Would you reproduce, without any alteration, the lines from the opening line of the entries through the line that has "StatusCode, body: String" in it?

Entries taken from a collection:
--------

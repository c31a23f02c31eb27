use crate::Vendor;
use reqwest::StatusCode;

/// 错误分类，调用方一般只需要按这个来决定怎么处理
#[derive(Debug, Clone, Copy, PartialEq, Eq)]
pub enum ErrorKind {
    /// 网络错误、超时、或者没有厂商错误信息的非2xx响应
    Transport,
    /// 厂商在响应里返回的错误码
    Provider,
    /// 响应能收到，但缺少译文字段
    MalformedResponse,
    /// 凭证或配置有问题
    Configuration,
    /// 请求参数在本地校验不通过，没有发出请求
    InvalidRequest,
}

#[derive(thiserror::Error, Debug)]
pub enum Error {
    #[error("reqwest error: {0}")]
    Transport(reqwest::Error),
    #[error("request api failed: {status}, body: {body}")]
    RequestAPIFailed { status: StatusCode, body: String },
    #[error("{vendor} api error: code: {code}, message: {message}")]
    Provider {
        vendor: Vendor,
        code: String,
        message: String,
    },
    #[error("{vendor} response missing `{key}`, raw response: {raw}")]
    MalformedResponse {
        vendor: Vendor,
        key: String,
        raw: String,
    },
    #[error("configuration error: {0}")]
    Configuration(String),
    #[error("invalid request: {0}")]
    InvalidRequest(String),
}

impl Error {
    pub fn kind(&self) -> ErrorKind {
        match self {
            Error::Transport(_) | Error::RequestAPIFailed { .. } => ErrorKind::Transport,
            Error::Provider { .. } => ErrorKind::Provider,
            Error::MalformedResponse { .. } => ErrorKind::MalformedResponse,
            Error::Configuration(_) => ErrorKind::Configuration,
            Error::InvalidRequest(_) => ErrorKind::InvalidRequest,
        }
    }

    pub(crate) fn malformed(vendor: Vendor, key: impl Into<String>, raw: &str) -> Self {
        Error::MalformedResponse {
            vendor,
            key: key.into(),
            raw: raw.to_owned(),
        }
    }

    pub(crate) fn provider(
        vendor: Vendor,
        code: impl Into<String>,
        message: impl Into<String>,
    ) -> Self {
        let (code, message) = (code.into(), message.into());
        tracing::warn!(%vendor, %code, %message, "vendor returned an error");
        Error::Provider {
            vendor,
            code,
            message,
        }
    }
}

// 小牛的apikey在query里，去掉url避免密钥出现在错误信息中
impl From<reqwest::Error> for Error {
    fn from(e: reqwest::Error) -> Self {
        Error::Transport(e.without_url())
    }
}

// 签名、endpoint解析失败都来自本地配置
impl From<fanyi_common::Error> for Error {
    fn from(e: fanyi_common::Error) -> Self {
        Error::Configuration(e.to_string())
    }
}
//! 各厂商的配置
//!
//! 配置可以从环境变量加载（[`VendorConfig::from_env`]），也可以从toml文件加载（[`FileConfig`]），
//! toml中每个厂商一个table：
//!
//! ```toml
//! vendor = "baidu"
//!
//! [baidu]
//! app_id = "2015063000000001"
//! app_key = "12345678"
//! qps = 10
//! ```
//!
//! 加载后的配置按值传入[`Provider::new`](crate::Provider::new)，不存在全局状态。

use crate::credentials::Secret;
use crate::{Error, Vendor};
use serde::Deserialize;
use std::path::Path;
use std::str::FromStr;
use std::time::Duration;

fn default_aliyun_endpoint() -> String {
    "mt.aliyuncs.com".to_owned()
}
fn default_aliyun_scene() -> String {
    "general".to_owned()
}
fn default_aliyun_qps() -> u32 {
    50
}

fn default_baidu_url() -> String {
    "http://api.fanyi.baidu.com/api/trans/vip/translate".to_owned()
}
fn default_baidu_qps() -> u32 {
    10
}

fn default_tencent_endpoint() -> String {
    "tmt.tencentcloudapi.com".to_owned()
}
fn default_tencent_region() -> String {
    "ap-guangzhou".to_owned()
}
fn default_tencent_qps() -> u32 {
    5
}

fn default_volc_endpoint() -> String {
    "translate.volcengineapi.com".to_owned()
}
fn default_volc_region() -> String {
    "cn-north-1".to_owned()
}
fn default_volc_qps() -> u32 {
    10
}

fn default_niutrans_url() -> String {
    "http://api.niutrans.com/NiuTransServer/translation".to_owned()
}
fn default_niutrans_batch_url() -> String {
    "http://api.niutrans.com/NiuTransServer/translationArray".to_owned()
}
fn default_niutrans_qps() -> u32 {
    5
}

#[derive(Debug, Clone, Deserialize)]
pub struct AliyunConfig {
    pub access_key_id: String,
    pub access_key_secret: Secret,
    #[serde(default = "default_aliyun_endpoint")]
    pub endpoint: String,
    /// `general`走通用版，其它场景（如`social`、`title`）走专业版
    #[serde(default = "default_aliyun_scene")]
    pub scene: String,
    #[serde(default = "default_aliyun_qps")]
    pub qps: u32,
    pub timeout_secs: Option<u64>,
}

#[derive(Debug, Clone, Deserialize)]
pub struct BaiduConfig {
    pub app_id: String,
    pub app_key: Secret,
    #[serde(default = "default_baidu_url")]
    pub url: String,
    #[serde(default = "default_baidu_qps")]
    pub qps: u32,
    pub timeout_secs: Option<u64>,
}

#[derive(Debug, Clone, Deserialize)]
pub struct TencentConfig {
    pub secret_id: String,
    pub secret_key: Secret,
    #[serde(default = "default_tencent_endpoint")]
    pub endpoint: String,
    #[serde(default = "default_tencent_region")]
    pub region: String,
    #[serde(default = "default_tencent_qps")]
    pub qps: u32,
    pub timeout_secs: Option<u64>,
}

#[derive(Debug, Clone, Deserialize)]
pub struct VolcConfig {
    pub access_key_id: String,
    pub access_key_secret: Secret,
    #[serde(default = "default_volc_endpoint")]
    pub endpoint: String,
    #[serde(default = "default_volc_region")]
    pub region: String,
    #[serde(default = "default_volc_qps")]
    pub qps: u32,
    pub timeout_secs: Option<u64>,
}

#[derive(Debug, Clone, Deserialize)]
pub struct NiuTransConfig {
    pub api_key: Secret,
    #[serde(default = "default_niutrans_url")]
    pub url: String,
    #[serde(default = "default_niutrans_batch_url")]
    pub batch_url: String,
    #[serde(default = "default_niutrans_qps")]
    pub qps: u32,
    pub timeout_secs: Option<u64>,
}

/// 选定的厂商及其配置
#[derive(Debug, Clone)]
pub enum VendorConfig {
    Aliyun(AliyunConfig),
    Baidu(BaiduConfig),
    Tencent(TencentConfig),
    Volc(VolcConfig),
    NiuTrans(NiuTransConfig),
}

impl VendorConfig {
    pub fn vendor(&self) -> Vendor {
        match self {
            VendorConfig::Aliyun(_) => Vendor::Aliyun,
            VendorConfig::Baidu(_) => Vendor::Baidu,
            VendorConfig::Tencent(_) => Vendor::Tencent,
            VendorConfig::Volc(_) => Vendor::Volc,
            VendorConfig::NiuTrans(_) => Vendor::NiuTrans,
        }
    }

    /// 只读取所选厂商的环境变量，缺少必需的变量时返回`Configuration`错误
    pub fn from_env(vendor: Vendor) -> Result<Self, Error> {
        Self::from_lookup(vendor, |k| std::env::var(k).ok())
    }

    pub fn from_lookup(
        vendor: Vendor,
        get: impl Fn(&str) -> Option<String>,
    ) -> Result<Self, Error> {
        let env = Env { get: &get };
        let timeout_secs = env.parse("FANYI_TIMEOUT_SECS")?;
        let config = match vendor {
            Vendor::Aliyun => VendorConfig::Aliyun(AliyunConfig {
                access_key_id: env.required("ALIYUN_ACCESS_KEY_ID")?,
                access_key_secret: env.required("ALIYUN_ACCESS_KEY_SECRET")?.into(),
                endpoint: env.or("ALIYUN_ENDPOINT", default_aliyun_endpoint),
                scene: env.or("ALIYUN_SCENE", default_aliyun_scene),
                qps: env.parse("ALIYUN_QPS")?.unwrap_or_else(default_aliyun_qps),
                timeout_secs,
            }),
            Vendor::Baidu => VendorConfig::Baidu(BaiduConfig {
                app_id: env.required("BAIDU_APP_ID")?,
                app_key: env.required("BAIDU_APP_KEY")?.into(),
                url: env.or("BAIDU_URL", default_baidu_url),
                qps: env.parse("BAIDU_QPS")?.unwrap_or_else(default_baidu_qps),
                timeout_secs,
            }),
            Vendor::Tencent => VendorConfig::Tencent(TencentConfig {
                secret_id: env.required("TENCENT_SECRET_ID")?,
                secret_key: env.required("TENCENT_SECRET_KEY")?.into(),
                endpoint: env.or("TENCENT_ENDPOINT", default_tencent_endpoint),
                region: env.or("TENCENT_REGION", default_tencent_region),
                qps: env.parse("TENCENT_QPS")?.unwrap_or_else(default_tencent_qps),
                timeout_secs,
            }),
            Vendor::Volc => VendorConfig::Volc(VolcConfig {
                access_key_id: env.required("VOLC_ACCESS_KEY_ID")?,
                access_key_secret: env.required("VOLC_ACCESS_KEY_SECRET")?.into(),
                endpoint: env.or("VOLC_ENDPOINT", default_volc_endpoint),
                region: env.or("VOLC_REGION", default_volc_region),
                qps: env.parse("VOLC_QPS")?.unwrap_or_else(default_volc_qps),
                timeout_secs,
            }),
            Vendor::NiuTrans => VendorConfig::NiuTrans(NiuTransConfig {
                api_key: env.required("XIAONIU_KEY")?.into(),
                url: env.or("XIAONIU_URL", default_niutrans_url),
                batch_url: env.or("XIAONIU_BATCH_URL", default_niutrans_batch_url),
                qps: env.parse("XIAONIU_QPS")?.unwrap_or_else(default_niutrans_qps),
                timeout_secs,
            }),
        };
        Ok(config)
    }
}

struct Env<'a> {
    get: &'a dyn Fn(&str) -> Option<String>,
}

impl Env<'_> {
    fn get(&self, name: &str) -> Option<String> {
        (self.get)(name).filter(|v| !v.trim().is_empty())
    }

    fn required(&self, name: &str) -> Result<String, Error> {
        self.get(name).ok_or_else(|| {
            Error::Configuration(format!("environment variable `{name}` is not set"))
        })
    }

    fn or(&self, name: &str, default: fn() -> String) -> String {
        self.get(name).unwrap_or_else(default)
    }

    fn parse<T: FromStr>(&self, name: &str) -> Result<Option<T>, Error> {
        self.get(name)
            .map(|v| {
                v.trim().parse::<T>().map_err(|_| {
                    Error::Configuration(format!("environment variable `{name}` is invalid: {v}"))
                })
            })
            .transpose()
    }
}

/// toml配置文件
#[derive(Debug, Clone, Default, Deserialize)]
pub struct FileConfig {
    /// 默认使用的厂商
    pub vendor: Option<Vendor>,
    pub aliyun: Option<AliyunConfig>,
    pub baidu: Option<BaiduConfig>,
    pub tencent: Option<TencentConfig>,
    pub volc: Option<VolcConfig>,
    #[serde(alias = "xiaoniu")]
    pub niutrans: Option<NiuTransConfig>,
}

impl FileConfig {
    pub fn from_toml_str(s: &str) -> Result<Self, Error> {
        toml::from_str(s).map_err(|e| Error::Configuration(format!("parse config error: {e}")))
    }

    pub fn from_file(path: impl AsRef<Path>) -> Result<Self, Error> {
        let path = path.as_ref();
        let s = std::fs::read_to_string(path).map_err(|e| {
            Error::Configuration(format!("read config file {} error: {e}", path.display()))
        })?;
        Self::from_toml_str(&s)
    }

    pub fn vendor_config(&self, vendor: Vendor) -> Result<VendorConfig, Error> {
        let config = match vendor {
            Vendor::Aliyun => self.aliyun.clone().map(VendorConfig::Aliyun),
            Vendor::Baidu => self.baidu.clone().map(VendorConfig::Baidu),
            Vendor::Tencent => self.tencent.clone().map(VendorConfig::Tencent),
            Vendor::Volc => self.volc.clone().map(VendorConfig::Volc),
            Vendor::NiuTrans => self.niutrans.clone().map(VendorConfig::NiuTrans),
        };
        config.ok_or_else(|| Error::Configuration(format!("missing [{vendor}] table in config")))
    }
}

pub(crate) fn timeout(secs: Option<u64>) -> Option<Duration> {
    secs.map(Duration::from_secs)
}
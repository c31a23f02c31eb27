//! 语种
//!
//! 统一使用[`Lang`]表示语种，各厂商模块自己负责转换成对应的语种代码

use crate::Error;
use std::fmt::{Display, Formatter};
use std::str::FromStr;

#[derive(Debug, Clone, Copy, PartialEq, Eq, Hash)]
pub enum Lang {
    Auto,
    Zh,
    /// 繁体中文
    ZhTw,
    En,
    Ja,
    Ko,
    Fr,
    De,
    Es,
    Ru,
    Pt,
    It,
    Ar,
    Th,
    Vi,
}

impl Lang {
    pub const ALL: [Lang; 15] = [
        Lang::Auto,
        Lang::Zh,
        Lang::ZhTw,
        Lang::En,
        Lang::Ja,
        Lang::Ko,
        Lang::Fr,
        Lang::De,
        Lang::Es,
        Lang::Ru,
        Lang::Pt,
        Lang::It,
        Lang::Ar,
        Lang::Th,
        Lang::Vi,
    ];

    pub fn code(self) -> &'static str {
        match self {
            Lang::Auto => "auto",
            Lang::Zh => "zh",
            Lang::ZhTw => "zh-TW",
            Lang::En => "en",
            Lang::Ja => "ja",
            Lang::Ko => "ko",
            Lang::Fr => "fr",
            Lang::De => "de",
            Lang::Es => "es",
            Lang::Ru => "ru",
            Lang::Pt => "pt",
            Lang::It => "it",
            Lang::Ar => "ar",
            Lang::Th => "th",
            Lang::Vi => "vi",
        }
    }

    pub fn name(self) -> &'static str {
        match self {
            Lang::Auto => "自动检测",
            Lang::Zh => "中文",
            Lang::ZhTw => "繁体中文",
            Lang::En => "英语",
            Lang::Ja => "日语",
            Lang::Ko => "韩语",
            Lang::Fr => "法语",
            Lang::De => "德语",
            Lang::Es => "西班牙语",
            Lang::Ru => "俄语",
            Lang::Pt => "葡萄牙语",
            Lang::It => "意大利语",
            Lang::Ar => "阿拉伯语",
            Lang::Th => "泰语",
            Lang::Vi => "越南语",
        }
    }

    pub fn is_auto(self) -> bool {
        self == Lang::Auto
    }
}

impl Display for Lang {
    fn fmt(&self, f: &mut Formatter<'_>) -> std::fmt::Result {
        f.write_str(self.code())
    }
}

impl FromStr for Lang {
    type Err = Error;

    /// 除了标准代码，也接受百度风格的写法（`jp`、`kor`、`cht`等）
    fn from_str(s: &str) -> Result<Self, Self::Err> {
        let lang = match s.trim().to_ascii_lowercase().as_str() {
            "auto" => Lang::Auto,
            "zh" | "zh-cn" | "zh-hans" => Lang::Zh,
            "zh-tw" | "zh-hant" | "zht" | "cht" => Lang::ZhTw,
            "en" => Lang::En,
            "ja" | "jp" => Lang::Ja,
            "ko" | "kor" => Lang::Ko,
            "fr" | "fra" => Lang::Fr,
            "de" => Lang::De,
            "es" | "spa" => Lang::Es,
            "ru" => Lang::Ru,
            "pt" => Lang::Pt,
            "it" => Lang::It,
            "ar" | "ara" => Lang::Ar,
            "th" => Lang::Th,
            "vi" | "vie" => Lang::Vi,
            _ => {
                return Err(Error::InvalidRequest(format!(
                    "unknown language code `{}`",
                    s.trim()
                )));
            }
        };
        Ok(lang)
    }
}
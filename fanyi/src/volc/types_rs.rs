use crate::http::{ensure_success, parse_envelope};
use crate::{Error, Vendor};
use reqwest::StatusCode;
use serde::{Deserialize, Serialize};

/// `SourceLanguage`不传时由火山自动检测，不能传空字符串
#[serde_with::skip_serializing_none]
#[derive(Serialize)]
#[serde(rename_all = "PascalCase")]
pub(crate) struct TranslateTextRequest<'a> {
    pub source_language: Option<&'a str>,
    pub target_language: &'a str,
    pub text_list: &'a [&'a str],
}

/// ```json
/// {
///     "TranslationList": [{ "Translation": "你好", "DetectedSourceLanguage": "en" }],
///     "ResponseMetadata": { "RequestId": "...", "Action": "TranslateText", "Version": "2020-06-01" }
/// }
/// ```
#[derive(Deserialize, Debug)]
#[serde(rename_all = "PascalCase")]
pub struct TranslateTextResponse {
    pub translation_list: Option<Vec<TranslationItem>>,
    pub response_metadata: Option<ResponseMetadata>,
}

#[derive(Deserialize, Debug)]
#[serde(rename_all = "PascalCase")]
pub struct TranslationItem {
    pub translation: Option<String>,
    pub detected_source_language: Option<String>,
}

#[derive(Deserialize, Debug)]
#[serde(rename_all = "PascalCase")]
pub struct ResponseMetadata {
    pub request_id: Option<String>,
    pub action: Option<String>,
    pub version: Option<String>,
    pub error: Option<ApiError>,
}

#[derive(Deserialize, Debug)]
#[serde(rename_all = "PascalCase")]
pub struct ApiError {
    pub code: Option<String>,
    pub code_n: Option<i64>,
    pub message: Option<String>,
}

pub(crate) fn extract_translations(
    status: StatusCode,
    body: &str,
    expected: usize,
) -> Result<Vec<String>, Error> {
    let resp: TranslateTextResponse = parse_envelope(Vendor::Volc, status, body)?;
    if let Some(err) = resp.response_metadata.and_then(|m| m.error) {
        let code = match (err.code, err.code_n) {
            (Some(code), _) => code,
            (None, Some(n)) => n.to_string(),
            (None, None) => String::new(),
        };
        return Err(Error::provider(
            Vendor::Volc,
            code,
            err.message.unwrap_or_default(),
        ));
    }
    ensure_success(status, body)?;

    let list = resp
        .translation_list
        .ok_or_else(|| Error::malformed(Vendor::Volc, "TranslationList", body))?;
    if list.len() != expected {
        return Err(Error::malformed(
            Vendor::Volc,
            format!("TranslationList[{}]", list.len().min(expected)),
            body,
        ));
    }
    list.into_iter()
        .enumerate()
        .map(|(i, item)| {
            item.translation.ok_or_else(|| {
                Error::malformed(Vendor::Volc, format!("TranslationList[{i}].Translation"), body)
            })
        })
        .collect()
}
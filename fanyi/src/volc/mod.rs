//! 火山引擎机器翻译
//!
//! 文档：<https://www.volcengine.com/docs/4640/65067>
//!
//! `TextList`本身就是批量的，单条翻译也走同一个接口

mod types_rs;
pub use types_rs::{ApiError, ResponseMetadata, TranslateTextResponse, TranslationItem};

use crate::config::{VolcConfig, timeout};
use crate::credentials::AccessKey;
use crate::http::{build_http_client, read_response};
use crate::{
    BatchRequest, BatchTranslator, Error, Lang, TranslationRequest, Translator, Vendor,
};
use bon::bon;
use fanyi_common::helper::{canonical_query, host_of, into_header_map, parse_endpoint};
use fanyi_common::volc_sign::{VolcSignParams, volc_sign};
use std::time::Duration;
use time::OffsetDateTime;
use tracing::debug;
use types_rs::{TranslateTextRequest, extract_translations};
use url::Url;

const SERVICE: &str = "translate";
const CONTENT_TYPE: &str = "application/json";
const QUERY: &[(&str, &str)] = &[("Action", "TranslateText"), ("Version", "2020-06-01")];

pub const DEFAULT_ENDPOINT: &str = "translate.volcengineapi.com";

pub struct Client {
    access_key: AccessKey,
    endpoint: Url,
    host: String,
    region: String,
    qps: u32,
    http_client: reqwest::Client,
}

#[bon]
impl Client {
    #[builder(on(String, into))]
    pub fn new(
        access_key: AccessKey,
        #[builder(default = DEFAULT_ENDPOINT.to_owned())] endpoint: String,
        #[builder(default = "cn-north-1".to_owned())] region: String,
        #[builder(default = 10)] qps: u32,
        timeout: Option<Duration>,
    ) -> Result<Self, Error> {
        access_key.validate(Vendor::Volc)?;
        let endpoint = parse_endpoint(&endpoint)?;
        let host = host_of(&endpoint)?;

        Ok(Self {
            access_key,
            endpoint,
            host,
            region,
            qps,
            http_client: build_http_client(timeout)?,
        })
    }
}

impl Client {
    pub fn from_config(config: VolcConfig) -> Result<Self, Error> {
        Client::builder()
            .access_key(AccessKey::new(config.access_key_id, config.access_key_secret))
            .endpoint(config.endpoint)
            .region(config.region)
            .qps(config.qps)
            .maybe_timeout(timeout(config.timeout_secs))
            .build()
    }

    /// 结果和`req.queries`按下标一一对应
    pub async fn translate_text(&self, req: BatchRequest<'_>) -> Result<Vec<String>, Error> {
        let body = TranslateTextRequest {
            source_language: (!req.source.is_auto()).then(|| lang_code(req.source)),
            target_language: lang_code(req.target),
            text_list: req.queries,
        };
        let payload = serde_json::to_vec(&body)
            .map_err(|e| Error::InvalidRequest(format!("serialize request error: {e}")))?;

        let signed = volc_sign(
            &self.access_key.id,
            self.access_key.secret.expose(),
            VolcSignParams {
                method: "POST",
                host: &self.host,
                path: "/",
                query: QUERY,
                content_type: CONTENT_TYPE,
                payload: &payload,
                region: &self.region,
                service: SERVICE,
                date_time: OffsetDateTime::now_utc(),
            },
        )?;
        let headers = into_header_map([
            ("Authorization", signed.authorization.as_str()),
            ("Content-Type", CONTENT_TYPE),
            ("Host", self.host.as_str()),
            ("X-Date", signed.x_date.as_str()),
            ("X-Content-Sha256", signed.x_content_sha256.as_str()),
        ])?;

        let mut url = self.endpoint.clone();
        url.set_path("/");
        url.set_query(Some(&canonical_query(QUERY.iter().copied())));

        debug!(vendor = %Vendor::Volc, count = req.queries.len(), region = %self.region, "sending request");
        let resp = self
            .http_client
            .post(url)
            .headers(headers)
            .body(payload)
            .send()
            .await?;
        let (status, text) = read_response(resp).await?;
        extract_translations(status, &text, req.queries.len())
    }
}

/// 火山的语种代码
pub fn lang_code(lang: Lang) -> &'static str {
    match lang {
        Lang::Auto => "auto",
        Lang::Zh => "zh",
        Lang::ZhTw => "zh-Hant",
        Lang::En => "en",
        Lang::Ja => "ja",
        Lang::Ko => "ko",
        Lang::Fr => "fr",
        Lang::De => "de",
        Lang::Es => "es",
        Lang::Ru => "ru",
        Lang::Pt => "pt",
        Lang::It => "it",
        Lang::Ar => "ar",
        Lang::Th => "th",
        Lang::Vi => "vi",
    }
}

#[async_trait::async_trait]
impl Translator for Client {
    fn vendor(&self) -> Vendor {
        Vendor::Volc
    }

    fn qps(&self) -> u32 {
        self.qps
    }

    async fn translate(&self, query: &str, source: Lang, target: Lang) -> Result<String, Error> {
        let req = TranslationRequest::new(query, source, target)?;
        let queries = [req.query];
        let list = self
            .translate_text(BatchRequest::new(&queries, req.source, req.target)?)
            .await?;
        list.into_iter()
            .next()
            .ok_or_else(|| Error::malformed(Vendor::Volc, "TranslationList[0]", ""))
    }

    fn as_batch(&self) -> Option<&dyn BatchTranslator> {
        Some(self)
    }
}

#[async_trait::async_trait]
impl BatchTranslator for Client {
    async fn translate_batch(
        &self,
        queries: &[&str],
        source: Lang,
        target: Lang,
    ) -> Result<Vec<String>, Error> {
        let req = BatchRequest::new(queries, source, target)?;
        self.translate_text(req).await
    }
}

--------

*Written response*.
repository c31a23f02c31eb27
use crate::Vendor;
use reqwest::StatusCode;

/// 错误分类，调用方一般只需要按这个来决定怎么处理
#[derive(Debug, Clone, Copy, PartialEq, Eq)]
pub enum ErrorKind {
    /// 网络错误、超时、或者没有厂商错误信息的非2xx响应
    Transport,
    /// 厂商在响应里返回的错误码
    Provider,
    /// 响应能收到，但缺少译文字段
    MalformedResponse,
    /// 凭证或配置有问题
    Configuration,
    /// 请求参数在本地校验不通过，没有发出请求
    InvalidRequest,
}

#[derive(thiserror::Error, Debug)]
pub enum Error {
    #[error("reqwest error: {0}")]
    Transport(reqwest::Error),
    #[error("request api failed: {status}, body: {body}")]
    RequestAPIFailed { status: StatusCode, body: String },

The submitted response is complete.